Grammar Prompting for Domain-Specific Language Generation with Large Language Models
Bailin Wang, Zi Wang, Xuezhi Wang, Yuan Cao, Rif A. Saurous, Yoon Kim
TL;DR
Grammar prompting introduces a principled way to embed domain-specific knowledge into LLM-based DSL generation by conditioning outputs on minimal specialized grammars inferred from demonstrations. By predicting a grammar \widehat{G} before generating the program \widehat{y}, the approach enforces syntactic constraints and can be paired with constrained decoding to guarantee validity. Across semantic parsing, AI planning, and molecule generation, grammar prompting yields measurable improvements over standard prompting, especially in true few-shot settings and for compositional/generalization tasks. The results suggest that leveraging metalanguages like BNF within prompts can expand the capabilities of LLMs for domain-specific, structured tasks and augment classical methods in planning and synthesis.
Abstract
Large language models (LLMs) can learn to perform a wide range of natural language tasks from just a handful of in-context examples.
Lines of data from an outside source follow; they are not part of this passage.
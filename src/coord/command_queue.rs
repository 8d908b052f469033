//! Per-workflow command queue
//!
//! External actors steer a running workflow by enqueuing [`Command`]s. Each
//! workflow owns one slot with a FIFO channel and at most one open gate.
//! A command other than `abort` is only accepted while a gate expecting its
//! type is open and still unresolved; everything else is rejected to the
//! sender and never reaches the executor.

use dashmap::DashMap;
use parking_lot::Mutex;
use serde::{Deserialize, Serialize};
use std::fmt;
use std::sync::atomic::{AtomicU64, Ordering};
use std::sync::Arc;
use std::time::Duration;
use tokio::sync::mpsc;
use tracing::{debug, warn};

use crate::core::errors::{ControlError, Result};

/// Control command addressed to one workflow
#[derive(Debug, Clone, PartialEq, Serialize, Deserialize)]
#[serde(tag = "type", rename_all = "snake_case")]
pub enum Command {
    Continue {
        workflow_id: String,
    },
    Abort {
        workflow_id: String,
        #[serde(default)]
        reason: Option<String>,
    },
    Replan {
        workflow_id: String,
        /// Natural-language description of the change
        delta: String,
    },
    Approve {
        workflow_id: String,
        /// `false` rejects
        approved: bool,
        #[serde(default)]
        feedback: Option<String>,
        #[serde(default)]
        approved_by: Option<String>,
    },
}

impl Command {
    pub fn continue_(workflow_id: impl Into<String>) -> Self {
        Self::Continue {
            workflow_id: workflow_id.into(),
        }
    }

    pub fn abort(workflow_id: impl Into<String>, reason: impl Into<String>) -> Self {
        Self::Abort {
            workflow_id: workflow_id.into(),
            reason: Some(reason.into()),
        }
    }

    pub fn replan(workflow_id: impl Into<String>, delta: impl Into<String>) -> Self {
        Self::Replan {
            workflow_id: workflow_id.into(),
            delta: delta.into(),
        }
    }

    pub fn approve(workflow_id: impl Into<String>, approved_by: Option<String>) -> Self {
        Self::Approve {
            workflow_id: workflow_id.into(),
            approved: true,
            feedback: None,
            approved_by,
        }
    }

    pub fn reject(workflow_id: impl Into<String>, feedback: impl Into<String>) -> Self {
        Self::Approve {
            workflow_id: workflow_id.into(),
            approved: false,
            feedback: Some(feedback.into()),
            approved_by: None,
        }
    }

    pub fn workflow_id(&self) -> &str {
        match self {
            Self::Continue { workflow_id }
            | Self::Abort { workflow_id, .. }
            | Self::Replan { workflow_id, .. }
            | Self::Approve { workflow_id, .. } => workflow_id,
        }
    }

    pub fn command_type(&self) -> CommandType {
        match self {
            Self::Continue { .. } => CommandType::Continue,
            Self::Abort { .. } => CommandType::Abort,
            Self::Replan { .. } => CommandType::Replan,
            Self::Approve { .. } => CommandType::Approve,
        }
    }
}

#[derive(Debug, Clone, Copy, PartialEq, Eq, Hash, Serialize, Deserialize)]
#[serde(rename_all = "snake_case")]
pub enum CommandType {
    Continue,
    Abort,
    Replan,
    Approve,
}

impl fmt::Display for CommandType {
    fn fmt(&self, f: &mut fmt::Formatter<'_>) -> fmt::Result {
        let name = match self {
            Self::Continue => "continue",
            Self::Abort => "abort",
            Self::Replan => "replan",
            Self::Approve => "approve",
        };
        f.write_str(name)
    }
}

/// Description of the gate currently open for a workflow
#[derive(Debug, Clone, PartialEq)]
pub struct OpenGateInfo {
    pub gate_id: u64,
    pub expected: Vec<CommandType>,
}

struct OpenGate {
    info: OpenGateInfo,
    resolved: bool,
}

struct WorkflowSlot {
    tx: mpsc::UnboundedSender<(u64, Command)>,
    rx: tokio::sync::Mutex<mpsc::UnboundedReceiver<(u64, Command)>>,
    gate: Mutex<Option<OpenGate>>,
    pending_abort: Mutex<Option<String>>,
}

impl WorkflowSlot {
    fn new() -> Self {
        let (tx, rx) = mpsc::unbounded_channel();
        Self {
            tx,
            rx: tokio::sync::Mutex::new(rx),
            gate: Mutex::new(None),
            pending_abort: Mutex::new(None),
        }
    }
}

/// Shared by every workflow; slots are independent so commands for one
/// workflow never wait on another.
#[derive(Clone, Default)]
pub struct CommandQueue {
    slots: Arc<DashMap<String, Arc<WorkflowSlot>>>,
    next_gate_id: Arc<AtomicU64>,
}

impl CommandQueue {
    pub fn new() -> Self {
        Self::default()
    }

    /// Creates the slot for a workflow about to run
    pub fn register(&self, workflow_id: &str) -> Result<()> {
        match self.slots.entry(workflow_id.to_string()) {
            dashmap::mapref::entry::Entry::Occupied(_) => {
                Err(ControlError::WorkflowAlreadyRunning {
                    workflow_id: workflow_id.to_string(),
                })
            }
            dashmap::mapref::entry::Entry::Vacant(entry) => {
                entry.insert(Arc::new(WorkflowSlot::new()));
                Ok(())
            }
        }
    }

    /// Drops the slot; later commands for the workflow are rejected
    pub fn unregister(&self, workflow_id: &str) {
        self.slots.remove(workflow_id);
    }

    pub fn is_registered(&self, workflow_id: &str) -> bool {
        self.slots.contains_key(workflow_id)
    }

    fn slot(&self, workflow_id: &str) -> Result<Arc<WorkflowSlot>> {
        self.slots
            .get(workflow_id)
            .map(|s| Arc::clone(s.value()))
            .ok_or_else(|| ControlError::UnknownWorkflow {
                workflow_id: workflow_id.to_string(),
            })
    }

    /// Delivers a command to the workflow it names.
    ///
    /// `abort` is accepted at any time and also takes effect at the next
    /// layer boundary. Other commands need an open, unresolved gate that
    /// expects their type.
    pub fn enqueue(&self, command: Command) -> Result<()> {
        let workflow_id = command.workflow_id().to_string();
        let slot = self.slot(&workflow_id)?;
        let command_type = command.command_type();

        if let Command::Abort { reason, .. } = &command {
            let mut pending = slot.pending_abort.lock();
            if pending.is_none() {
                *pending = Some(reason.clone().unwrap_or_else(|| "aborted".to_string()));
            }
        }

        let mut gate = slot.gate.lock();
        let open = match gate.as_mut() {
            Some(open) => open,
            None if command_type == CommandType::Abort => {
                debug!(workflow_id = %workflow_id, "Abort queued for next layer boundary");
                return Ok(());
            }
            None => {
                warn!(workflow_id = %workflow_id, command = %command_type, "Rejected command: no open gate");
                return Err(ControlError::out_of_sequence(
                    &workflow_id,
                    command_type,
                    "no decision gate is open",
                ));
            }
        };

        if open.resolved {
            if command_type == CommandType::Abort {
                return Ok(());
            }
            warn!(workflow_id = %workflow_id, command = %command_type, "Rejected command: gate already resolved");
            return Err(ControlError::out_of_sequence(
                &workflow_id,
                command_type,
                "the open gate has already been resolved",
            ));
        }

        if !open.info.expected.contains(&command_type) {
            warn!(workflow_id = %workflow_id, command = %command_type, "Rejected command: not expected by gate");
            return Err(ControlError::out_of_sequence(
                &workflow_id,
                command_type,
                format!("gate {} does not accept this command", open.info.gate_id),
            ));
        }

        slot.tx
            .send((open.info.gate_id, command))
            .map_err(|_| ControlError::ChannelClosed {
                workflow_id: workflow_id.clone(),
            })?;
        open.resolved = true;
        debug!(workflow_id = %workflow_id, gate_id = open.info.gate_id, command = %command_type, "Command accepted");
        Ok(())
    }

    /// Opens the single gate a workflow may have. Fails fast if one is
    /// already open.
    pub fn open_gate(&self, workflow_id: &str, expected: &[CommandType]) -> Result<GateGuard> {
        let slot = self.slot(workflow_id)?;
        let mut gate = slot.gate.lock();
        if gate.is_some() {
            return Err(ControlError::GateAlreadyOpen {
                workflow_id: workflow_id.to_string(),
            });
        }

        let gate_id = self.next_gate_id.fetch_add(1, Ordering::SeqCst) + 1;
        let mut expected = expected.to_vec();
        if !expected.contains(&CommandType::Abort) {
            expected.push(CommandType::Abort);
        }
        *gate = Some(OpenGate {
            info: OpenGateInfo { gate_id, expected },
            resolved: false,
        });
        drop(gate);

        Ok(GateGuard {
            workflow_id: workflow_id.to_string(),
            gate_id,
            slot,
        })
    }

    /// Opens a gate and waits for the matching command. `None` on timeout.
    pub async fn wait_for(
        &self,
        workflow_id: &str,
        expected: &[CommandType],
        timeout: Duration,
    ) -> Result<Option<Command>> {
        let guard = self.open_gate(workflow_id, expected)?;
        guard.wait(timeout).await
    }

    pub fn open_gate_info(&self, workflow_id: &str) -> Option<OpenGateInfo> {
        let slot = self.slots.get(workflow_id)?;
        let gate = slot.gate.lock();
        gate.as_ref().map(|g| g.info.clone())
    }

    /// Abort requested outside a gate, if any; consumed by the caller
    pub fn take_pending_abort(&self, workflow_id: &str) -> Option<String> {
        let slot = self.slots.get(workflow_id)?;
        let reason = slot.pending_abort.lock().take();
        reason
    }
}

/// An open gate. Dropping it closes the gate.
pub struct GateGuard {
    workflow_id: String,
    gate_id: u64,
    slot: Arc<WorkflowSlot>,
}

impl GateGuard {
    pub fn gate_id(&self) -> u64 {
        self.gate_id
    }

    pub fn workflow_id(&self) -> &str {
        &self.workflow_id
    }

    /// Waits for the command resolving this gate
    pub async fn wait(&self, timeout: Duration) -> Result<Option<Command>> {
        let mut rx = self.slot.rx.lock().await;
        let deadline = tokio::time::Instant::now() + timeout;

        // An abort that arrived before the gate opened resolves it at once
        if let Some(reason) = self.slot.pending_abort.lock().take() {
            return Ok(Some(Command::Abort {
                workflow_id: self.workflow_id.clone(),
                reason: Some(reason),
            }));
        }

        loop {
            match tokio::time::timeout_at(deadline, rx.recv()).await {
                Err(_) => {
                    if !self.close_on_timeout() {
                        return Ok(None);
                    }
                    // Accepted just as the deadline passed
                    while let Ok((gate_id, command)) = rx.try_recv() {
                        if gate_id == self.gate_id {
                            return Ok(Some(self.settle(command)));
                        }
                    }
                    return Ok(None);
                }
                Ok(None) => {
                    return Err(ControlError::ChannelClosed {
                        workflow_id: self.workflow_id.clone(),
                    })
                }
                // Left over from a gate that timed out as it was answered
                Ok(Some((gate_id, _))) if gate_id != self.gate_id => continue,
                Ok(Some((_, command))) => return Ok(Some(self.settle(command))),
            }
        }
    }

    fn settle(&self, command: Command) -> Command {
        if command.command_type() == CommandType::Abort {
            self.slot.pending_abort.lock().take();
        }
        command
    }

    /// Marks the gate resolved so late commands are rejected. Returns true
    /// if a command was accepted before the gate could be closed.
    fn close_on_timeout(&self) -> bool {
        let mut gate = self.slot.gate.lock();
        match gate.as_mut() {
            Some(open) if open.info.gate_id == self.gate_id => {
                let answered = open.resolved;
                open.resolved = true;
                answered
            }
            _ => false,
        }
    }
}

impl Drop for GateGuard {
    fn drop(&mut self) {
        let mut gate = self.slot.gate.lock();
        if gate.as_ref().map_or(false, |g| g.info.gate_id == self.gate_id) {
            *gate = None;
        }
    }
}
However, for generating strings from highly structured languages (e.g., semantic parsing to complex domain-specific languages), it is challenging for the LLM to generalize from just a few exemplars. We propose \emph{grammar prompting}, a simple approach to enable LLMs to use external knowledge and domain-specific constraints, expressed through a grammar in Backus--Naur Form (BNF), during in-context learning. Grammar prompting augments each demonstration example with a specialized grammar that is minimally sufficient for generating the particular output example, where the specialized grammar is a subset of the full DSL grammar. For inference, the LLM first predicts a BNF grammar given a test input, and then generates the output according to the rules of the grammar. Experiments demonstrate that grammar prompting can enable LLMs to perform competitively on a diverse set of DSL generation tasks, including semantic parsing (SMCalFlow, Overnight, GeoQuery), PDDL planning, and SMILES-based molecule generation.